In this study, we used metabarcoding of feces to identify ASVs of arthropod prey in diets of adult males and females of the dot-tailed whiteface dragonfly Leucorrhinia intacta (Hagen, 1861). Adult dragonflies are highly effective and generally opportunistic predators employing various foraging strategies: ‘fliers’ which hunt during nearly continuous flight, ‘perchers’ which make short sallying flights from perches to capture prey, and ‘gleaners’ which hover over and capture prey from plant surfaces (Corbet, 1999; Kaunisto et al., 2017). Despite these largely opportunistic foraging stategies, there were reasons to expect adult sexes of L. intacta to differ in their diets. First, males require enough energy for either territory maintenance or mate searching as transients—both mating tactics are expressed by individual males in this species (Waltz & Wolf, 1988). In comparison, females should require lipid and protein for egg provisioning (Jiménez-Cortés, Serrano-Meneses & Córdoba-Aguilar, 2012). Furthermore, foraging male dragonflies might be ‘time minimizers’ that must visit or return to territories or search for potential mates. This is presumably after shorter foraging time intervals than required by females to acquire ample resources to provision and mature large clutches of eggs (‘energy maximizers’; cf. (Anholt, Marden & Jenkins, 1991)). In fact, this species shows different pre-reproductive periods spent foraging with males becoming sexually mature in eight days whereas females become sexually mature in 12 days (Deacon, 1975, cited in Corbet, 1999). Although males and females weigh about the same at emergence (∼24 mg on average), females gain much more mass (54 ± 2.2 mg) than do males (37.0 ± 2.5 mg) by sexual maturity (Anholt, Marden & Jenkins, 1991).

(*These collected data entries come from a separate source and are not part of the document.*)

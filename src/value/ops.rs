//! Equality, comparison, arithmetic and concatenation over [`Value`]
//!
//! Kind mismatches never fail: they yield [`Truth::Unknown`] or
//! [`Value::Absent`]. The only error is an operator string outside the
//! supported set, which is a defect in whatever produced the operator.

use std::cmp::Ordering;
use std::fmt;
use std::str::FromStr;

use crate::errors::QueryError;

use super::truth::Truth;
use super::value::{Kind, Value};

/// Relational comparison operators
#[derive(Debug, Clone, Copy, PartialEq, Eq)]
pub enum CompareOp {
    Lt,
    Le,
    Gt,
    Ge,
}

impl CompareOp {
    pub fn as_str(&self) -> &'static str {
        match self {
            CompareOp::Lt => "<",
            CompareOp::Le => "<=",
            CompareOp::Gt => ">",
            CompareOp::Ge => ">=",
        }
    }

    fn accepts(&self, ordering: Option<Ordering>) -> bool {
        match (self, ordering) {
            (_, None) => false,
            (CompareOp::Lt, Some(o)) => o == Ordering::Less,
            (CompareOp::Le, Some(o)) => o != Ordering::Greater,
            (CompareOp::Gt, Some(o)) => o == Ordering::Greater,
            (CompareOp::Ge, Some(o)) => o != Ordering::Less,
        }
    }
}

impl FromStr for CompareOp {
    type Err = QueryError;

    fn from_str(s: &str) -> Result<Self, Self::Err> {
        match s {
            "<" => Ok(CompareOp::Lt),
            "<=" => Ok(CompareOp::Le),
            ">" => Ok(CompareOp::Gt),
            ">=" => Ok(CompareOp::Ge),
            other => Err(QueryError::unsupported_operator(other)),
        }
    }
}

impl fmt::Display for CompareOp {
    fn fmt(&self, f: &mut fmt::Formatter<'_>) -> fmt::Result {
        f.write_str(self.as_str())
    }
}

/// Binary numeric operators
#[derive(Debug, Clone, Copy, PartialEq, Eq)]
pub enum ArithmeticOp {
    Add,
    Sub,
    Mul,
    Div,
    Rem,
    BitOr,
    BitAnd,
    BitXor,
    Shl,
    Shr,
    /// Unsigned (zero-fill) right shift
    UShr,
}

impl ArithmeticOp {
    pub fn as_str(&self) -> &'static str {
        match self {
            ArithmeticOp::Add => "+",
            ArithmeticOp::Sub => "-",
            ArithmeticOp::Mul => "*",
            ArithmeticOp::Div => "/",
            ArithmeticOp::Rem => "%",
            ArithmeticOp::BitOr => "|",
            ArithmeticOp::BitAnd => "&",
            ArithmeticOp::BitXor => "^",
            ArithmeticOp::Shl => "<<",
            ArithmeticOp::Shr => ">>",
            ArithmeticOp::UShr => ">>>",
        }
    }
}

impl FromStr for ArithmeticOp {
    type Err = QueryError;

    fn from_str(s: &str) -> Result<Self, Self::Err> {
        match s {
            "+" => Ok(ArithmeticOp::Add),
            "-" => Ok(ArithmeticOp::Sub),
            "*" => Ok(ArithmeticOp::Mul),
            "/" => Ok(ArithmeticOp::Div),
            "%" => Ok(ArithmeticOp::Rem),
            "|" => Ok(ArithmeticOp::BitOr),
            "&" => Ok(ArithmeticOp::BitAnd),
            "^" => Ok(ArithmeticOp::BitXor),
            "<<" => Ok(ArithmeticOp::Shl),
            ">>" => Ok(ArithmeticOp::Shr),
            ">>>" => Ok(ArithmeticOp::UShr),
            other => Err(QueryError::unsupported_operator(other)),
        }
    }
}

impl fmt::Display for ArithmeticOp {
    fn fmt(&self, f: &mut fmt::Formatter<'_>) -> fmt::Result {
        f.write_str(self.as_str())
    }
}

/// Unary numeric operators
#[derive(Debug, Clone, Copy, PartialEq, Eq)]
pub enum UnaryOp {
    Plus,
    Minus,
    BitNot,
}

impl UnaryOp {
    pub fn as_str(&self) -> &'static str {
        match self {
            UnaryOp::Plus => "+",
            UnaryOp::Minus => "-",
            UnaryOp::BitNot => "~",
        }
    }
}

impl FromStr for UnaryOp {
    type Err = QueryError;

    fn from_str(s: &str) -> Result<Self, Self::Err> {
        match s {
            "+" => Ok(UnaryOp::Plus),
            "-" => Ok(UnaryOp::Minus),
            "~" => Ok(UnaryOp::BitNot),
            other => Err(QueryError::unsupported_operator(other)),
        }
    }
}

/// True iff both values have the same kind and that kind is not *absent*
pub fn types_match(a: &Value, b: &Value) -> bool {
    let kind = a.kind();
    kind == b.kind() && kind != Kind::Absent
}

/// Structural equality.
///
/// Objects are equal when they have the same entry count and every key of
/// `a` maps to an equal value in `b`, where a missing key reads as absent.
/// Keys of `b` are never looked up in `a`. This one-directional check is
/// inherited behaviour and must stay.
pub fn deep_equal(a: &Value, b: &Value) -> bool {
    match (a, b) {
        (Value::Array(xs), Value::Array(ys)) => {
            xs.len() == ys.len() && xs.iter().zip(ys).all(|(x, y)| deep_equal(x, y))
        }
        (Value::Object(xs), Value::Object(ys)) => {
            xs.len() == ys.len()
                && xs
                    .iter()
                    .all(|(k, v)| deep_equal(v, b.get(k).unwrap_or(&Value::Absent)))
        }
        (Value::Absent, Value::Absent) | (Value::Null, Value::Null) => true,
        (Value::Bool(x), Value::Bool(y)) => x == y,
        (Value::Number(x), Value::Number(y)) => x == y,
        (Value::String(x), Value::String(y)) => x == y,
        _ => false,
    }
}

/// Equality: unknown if either side is absent, false on kind mismatch
pub fn equal(a: &Value, b: &Value) -> Truth {
    if a.is_absent() || b.is_absent() {
        return Truth::Unknown;
    }
    if !types_match(a, b) {
        return Truth::False;
    }
    Truth::from(deep_equal(a, b))
}

/// Negated [`equal`], preserving unknown
pub fn not_equal(a: &Value, b: &Value) -> Truth {
    match equal(a, b) {
        Truth::True => Truth::False,
        Truth::False => Truth::True,
        Truth::Unknown => Truth::Unknown,
    }
}

/// Native ordering between two primitives of the same kind.
///
/// `None` when the pair is unordered (NaN, composite values, kind mismatch).
pub(crate) fn primitive_ordering(a: &Value, b: &Value) -> Option<Ordering> {
    match (a, b) {
        (Value::Null, Value::Null) => Some(Ordering::Equal),
        (Value::Bool(x), Value::Bool(y)) => Some(x.cmp(y)),
        (Value::Number(x), Value::Number(y)) => x.partial_cmp(y),
        (Value::String(x), Value::String(y)) => Some(compare_strings(x, y)),
        _ => None,
    }
}

/// Strings order by UTF-16 code units, matching the emulated dialect
pub(crate) fn compare_strings(a: &str, b: &str) -> Ordering {
    a.encode_utf16().cmp(b.encode_utf16())
}

/// Relational comparison; unknown on kind mismatch or composite operands
pub fn compare(op: CompareOp, a: &Value, b: &Value) -> Truth {
    if !types_match(a, b) {
        return Truth::Unknown;
    }
    if matches!(a.kind(), Kind::Array | Kind::Object) {
        return Truth::Unknown;
    }
    Truth::from(op.accepts(primitive_ordering(a, b)))
}

/// ECMAScript ToInt32
pub fn to_int32(n: f64) -> i32 {
    to_uint32(n) as i32
}

/// ECMAScript ToUint32
pub fn to_uint32(n: f64) -> u32 {
    if !n.is_finite() {
        return 0;
    }
    n.trunc().rem_euclid(4_294_967_296.0) as u32
}

/// Binary arithmetic; absent unless both operands are numbers.
///
/// Bitwise operators work on 32-bit integer truncations regardless of host.
pub fn arithmetic(op: ArithmeticOp, a: &Value, b: &Value) -> Value {
    let (x, y) = match (a, b) {
        (Value::Number(x), Value::Number(y)) => (*x, *y),
        _ => return Value::Absent,
    };

    let shift = to_uint32(y) & 31;
    let n = match op {
        ArithmeticOp::Add => x + y,
        ArithmeticOp::Sub => x - y,
        ArithmeticOp::Mul => x * y,
        ArithmeticOp::Div => x / y,
        ArithmeticOp::Rem => x % y,
        ArithmeticOp::BitOr => f64::from(to_int32(x) | to_int32(y)),
        ArithmeticOp::BitAnd => f64::from(to_int32(x) & to_int32(y)),
        ArithmeticOp::BitXor => f64::from(to_int32(x) ^ to_int32(y)),
        ArithmeticOp::Shl => f64::from(to_int32(x).wrapping_shl(shift)),
        ArithmeticOp::Shr => f64::from(to_int32(x) >> shift),
        ArithmeticOp::UShr => f64::from(to_uint32(x) >> shift),
    };
    Value::Number(n)
}

/// Unary arithmetic; absent unless the operand is a number
pub fn unary_arithmetic(op: UnaryOp, v: &Value) -> Value {
    match v {
        Value::Number(n) => Value::Number(match op {
            UnaryOp::Plus => *n,
            UnaryOp::Minus => -*n,
            UnaryOp::BitNot => f64::from(!to_int32(*n)),
        }),
        _ => Value::Absent,
    }
}

/// String concatenation; absent unless both operands are strings
pub fn concat(a: &Value, b: &Value) -> Value {
    match (a, b) {
        (Value::String(x), Value::String(y)) => Value::String(format!("{}{}", x, y)),
        _ => Value::Absent,
    }
}

#[cfg(test)]
mod tests {
    use super::*;
    use serde_json::json;

    fn v(json: serde_json::Value) -> Value {
        Value::from(json)
    }

    #[test]
    fn test_compare_mixed_kinds_unknown() {
        assert_eq!(compare(CompareOp::Lt, &v(json!(1)), &v(json!("x"))), Truth::Unknown);
        assert_eq!(compare(CompareOp::Ge, &Value::Null, &v(json!(0))), Truth::Unknown);
        assert_eq!(compare(CompareOp::Gt, &Value::Absent, &Value::Absent), Truth::Unknown);
    }

    #[test]
    fn test_compare_composites_unknown() {
        assert_eq!(compare(CompareOp::Lt, &v(json!([1])), &v(json!([2]))), Truth::Unknown);
        assert_eq!(compare(CompareOp::Le, &v(json!({})), &v(json!({}))), Truth::Unknown);
    }

    #[test]
    fn test_compare_primitives() {
        assert_eq!(compare(CompareOp::Lt, &v(json!(1)), &v(json!(2))), Truth::True);
        assert_eq!(compare(CompareOp::Ge, &v(json!(2)), &v(json!(2))), Truth::True);
        assert_eq!(compare(CompareOp::Gt, &v(json!("a")), &v(json!("b"))), Truth::False);
        assert_eq!(compare(CompareOp::Gt, &v(json!(true)), &v(json!(false))), Truth::True);
        assert_eq!(compare(CompareOp::Le, &Value::Null, &Value::Null), Truth::True);
        assert_eq!(compare(CompareOp::Lt, &Value::Null, &Value::Null), Truth::False);
    }

    #[test]
    fn test_compare_nan_is_false() {
        let nan = Value::Number(f64::NAN);
        assert_eq!(compare(CompareOp::Lt, &nan, &v(json!(1))), Truth::False);
        assert_eq!(compare(CompareOp::Ge, &nan, &nan), Truth::False);
    }

    #[test]
    fn test_utf16_string_order() {
        // U+FF61 sorts after U+1F600 in code points but before it in UTF-16
        assert_eq!(compare_strings("\u{1F600}", "\u{FF61}"), Ordering::Less);
    }

    #[test]
    fn test_equal() {
        assert_eq!(equal(&v(json!(1)), &v(json!(1))), Truth::True);
        assert_eq!(equal(&v(json!(1)), &v(json!("1"))), Truth::False);
        assert_eq!(equal(&Value::Absent, &v(json!(5))), Truth::Unknown);
        assert_eq!(equal(&v(json!(null)), &v(json!(null))), Truth::True);
        assert_eq!(not_equal(&Value::Absent, &v(json!(5))), Truth::Unknown);
        assert_eq!(not_equal(&v(json!(1)), &v(json!(2))), Truth::True);
    }

    #[test]
    fn test_deep_equal_structures() {
        assert!(deep_equal(&v(json!([1, [2, 3]])), &v(json!([1, [2, 3]]))));
        assert!(!deep_equal(&v(json!([1, 2])), &v(json!([1]))));
        assert!(deep_equal(&v(json!({"a": 1, "b": 2})), &v(json!({"b": 2, "a": 1}))));
        assert!(!deep_equal(&v(json!({"a": 1})), &v(json!({"a": 1, "b": 2}))));
    }

    #[test]
    fn test_deep_equal_one_directional_key_check() {
        // Inherited: only keys of the left object are looked up in the right
        let left = Value::Object(vec![("x".into(), Value::Absent), ("y".into(), Value::from(1))]);
        let right = v(json!({"y": 1, "z": 2}));
        assert!(deep_equal(&left, &right));
        assert!(!deep_equal(&right, &left));
    }

    #[test]
    fn test_arithmetic_requires_numbers() {
        for op in ["+", "-", "*", "/", "%", "|", "&", "^", "<<", ">>", ">>>"] {
            let op: ArithmeticOp = op.parse().unwrap();
            assert_eq!(arithmetic(op, &v(json!(1)), &v(json!("2"))), Value::Absent);
            assert_eq!(arithmetic(op, &Value::Absent, &v(json!(2))), Value::Absent);
        }
    }

    #[test]
    fn test_arithmetic_values() {
        assert_eq!(arithmetic(ArithmeticOp::Add, &v(json!(1)), &v(json!(2))), Value::Number(3.0));
        assert_eq!(arithmetic(ArithmeticOp::Rem, &v(json!(-7)), &v(json!(3))), Value::Number(-1.0));
        assert_eq!(arithmetic(ArithmeticOp::Div, &v(json!(1)), &v(json!(4))), Value::Number(0.25));
    }

    #[test]
    fn test_bitwise_32bit_semantics() {
        assert_eq!(
            arithmetic(ArithmeticOp::Shl, &v(json!(1)), &v(json!(31))),
            Value::Number(-2147483648.0)
        );
        assert_eq!(
            arithmetic(ArithmeticOp::Shl, &v(json!(1)), &v(json!(32))),
            Value::Number(1.0)
        );
        assert_eq!(
            arithmetic(ArithmeticOp::Shr, &v(json!(-8)), &v(json!(1))),
            Value::Number(-4.0)
        );
        assert_eq!(
            arithmetic(ArithmeticOp::UShr, &v(json!(-1)), &v(json!(0))),
            Value::Number(4294967295.0)
        );
        assert_eq!(
            arithmetic(ArithmeticOp::BitOr, &v(json!(4294967297.0)), &v(json!(0))),
            Value::Number(1.0)
        );
        assert_eq!(
            arithmetic(ArithmeticOp::BitAnd, &v(json!(5.9)), &v(json!(3))),
            Value::Number(1.0)
        );
    }

    #[test]
    fn test_unary() {
        assert_eq!(unary_arithmetic(UnaryOp::Minus, &v(json!(3))), Value::Number(-3.0));
        assert_eq!(unary_arithmetic(UnaryOp::BitNot, &v(json!(5))), Value::Number(-6.0));
        assert_eq!(unary_arithmetic(UnaryOp::Plus, &v(json!("3"))), Value::Absent);
    }

    #[test]
    fn test_unsupported_operator_is_fatal() {
        let err = "**".parse::<ArithmeticOp>().unwrap_err();
        assert!(err.is_fatal());
        assert!("==".parse::<CompareOp>().is_err());
        assert!("!".parse::<UnaryOp>().is_err());
    }

    #[test]
    fn test_concat() {
        assert_eq!(concat(&v(json!("a")), &v(json!("b"))), Value::from("ab"));
        assert_eq!(concat(&v(json!("a")), &v(json!(1))), Value::Absent);
    }
}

There are also reasons to expect limited sex differences in diet. Males and females have the same trophic morphology, catch prey in the same way by gleaning or in flight, they show considerable size overlap, and can be caught foraging in the same habitat, similar to the sexes of other dragonflies (Corbet, 1999). The sexes of this species also do not seem to differ noticeably in their ability to evade netting (M.R. Forbes, 1988–2018, Pers. Obs.) which, though we do not currently have data to support this specific conjecture, might mean they have similar flight agility in pursuing and capturing prey. Even if time minimization by males versus energy maximization by females is occurring, these differences could select for sex differences in food quantity rather than differences in food types or quality.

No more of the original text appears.